Igor Stanisavljević

Personal information
- Date of birth: 3 August 1978 (age 48)
- Place of birth: Split, SFR Yugoslavia
- Height: 1.82 m (5 ft 11+1⁄2 in)
- Position: Defender

Youth career
- 1990–1993: Hajduk Split

Senior career*
- Years: Team / Apps / (Gls)
- 1993–1997: Budućnost Podgorica / 64 / (10)
- 1997–1998: Borac Čačak / 11 / (1)
- 1998–1999: Sloboda Užice / 33 / (6)
- 1999–2003: Železnik / 56 / (3)
- 2001–2002: → Sloboda Užice (loan) / 14 / (5)
- 2002: → Dorćol (loan) / 16 / (1)
- 2003–2005: Radnički Beograd / 24 / (1)
- 2004: → Kom (loan) / 11 / (0)
- 2005–2007: Mladenovac / 64 / (6)
- 2007–2009: Inđija / 56 / (10)
- 2009–2010: Sevojno / 30 / (1)
- 2010–2011: Sloboda Užice / 16 / (0)
- Total:  / 395 / (44)

= Igor Stanisavljević =

Serbian footballer

Igor Stanisavljević (Игор Станисављевић; born 3 August 1978) is a Serbian football defender.

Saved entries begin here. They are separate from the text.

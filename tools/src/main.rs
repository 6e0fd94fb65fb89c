//! sim-runner: headless runner for the email dataset simulator.
//!
//! Usage:
//!   sim-runner --seed 12345 --data-dir ./data --db run.db
//!   sim-runner --seed 12345 --end-date 2024-06-30 --dataset dataset.json
//!   sim-runner --unique-consumers consumers.json

use anyhow::{Context, Result};
use chrono::NaiveDate;
use mailsim_core::{
    config::SimConfig,
    dataset::SimulationDataset,
    engine::SimEngine,
    store::SimStore,
};
use std::env;
use std::fs::File;
use std::io::BufWriter;

fn main() -> Result<()> {
    env_logger::init();

    let args: Vec<String> = env::args().collect();
    let seed = parse_arg(&args, "--seed", 42u64);
    let db = flag_value(&args, "--db").unwrap_or(":memory:");
    let data_dir = flag_value(&args, "--data-dir").unwrap_or("./data");
    let end_date = match flag_value(&args, "--end-date") {
        Some(s) => NaiveDate::parse_from_str(s, "%Y-%m-%d")
            .with_context(|| format!("--end-date expects YYYY-MM-DD, got {s}"))?,
        None => chrono::Local::now().date_naive(),
    };

    let config = SimConfig::load(data_dir)?;
    log::debug!("sim-runner: args {:?}", args.iter().skip(1).collect::<Vec<_>>());

    println!("sim-runner: synthetic email dataset simulator");
    println!("  seed:       {seed}");
    println!("  consumers:  {}", config.population_size);
    println!("  horizon:    {} days (step {})", config.horizon_days, config.step_days);
    println!("  end date:   {end_date}");
    println!("  db:         {db}");
    println!("  data_dir:   {data_dir}");
    println!();

    let store = SimStore::open(db)?;
    store.migrate()?;

    let run_id = format!("run-{seed}-{}", uuid::Uuid::new_v4());
    let mut engine = SimEngine::build(run_id.clone(), seed, config, end_date, store)?;
    let dataset = engine.run()?;

    print_summary(&run_id, dataset);

    if let Some(path) = flag_value(&args, "--dataset") {
        write_json(path, dataset)?;
        println!("Dataset saved at: {path}");
    }
    if let Some(path) = flag_value(&args, "--unique-consumers") {
        write_json(path, &dataset.unique_consumers())?;
        println!("Unique consumers saved at: {path}");
    }
    Ok(())
}

fn print_summary(run_id: &str, dataset: &SimulationDataset) {
    let s = &dataset.summary;
    println!("=== RUN SUMMARY ===");
    println!("  run_id:            {run_id}");
    println!("  mailings:          {}", s.total_mailings);
    println!("  open rate:         {:.4}", s.average_open_rate);
    println!("  purchases:         {}", s.total_purchases);
    println!("  simulated days:    {}", s.simulated_days);
    println!("  avg timespan:      {:.2}", s.average_timespan);
    println!("  observations:      {}", dataset.rows.len());
    println!();
    println!("=== PER MONTH ===");
    for (month, mailings) in &dataset.mailings_per_month {
        let purchases = dataset.purchases_per_month.get(month).copied().unwrap_or(0);
        println!("  {month} | mailings: {mailings:>3} | purchases: {purchases:>4}");
    }
}

fn write_json<T: serde::Serialize + ?Sized>(path: &str, value: &T) -> Result<()> {
    let file = File::create(path).with_context(|| format!("Cannot create {path}"))?;
    serde_json::to_writer_pretty(BufWriter::new(file), value)?;
    Ok(())
}

fn flag_value<'a>(args: &'a [String], flag: &str) -> Option<&'a str> {
    args.windows(2)
        .find(|w| w[0] == flag)
        .map(|w| w[1].as_str())
}

fn parse_arg<T: std::str::FromStr + Copy>(args: &[String], flag: &str, default: T) -> T {
    args.windows(2)
        .find(|w| w[0] == flag)
        .and_then(|w| w[1].parse().ok())
        .unwrap_or(default)
}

Born in Split, SR Croatia, after playing in the youth team of HNK Hajduk Split he moved in 1993 to FR Yugoslavia and made his debut as senior with FK Budućnost Podgorica. During the following 15 years he would play for numerous Serbian top league clubs, such as FK Borac Čačak, FK Sloboda Užice, FK Železnik, FK Radnički Beograd and FK Kom.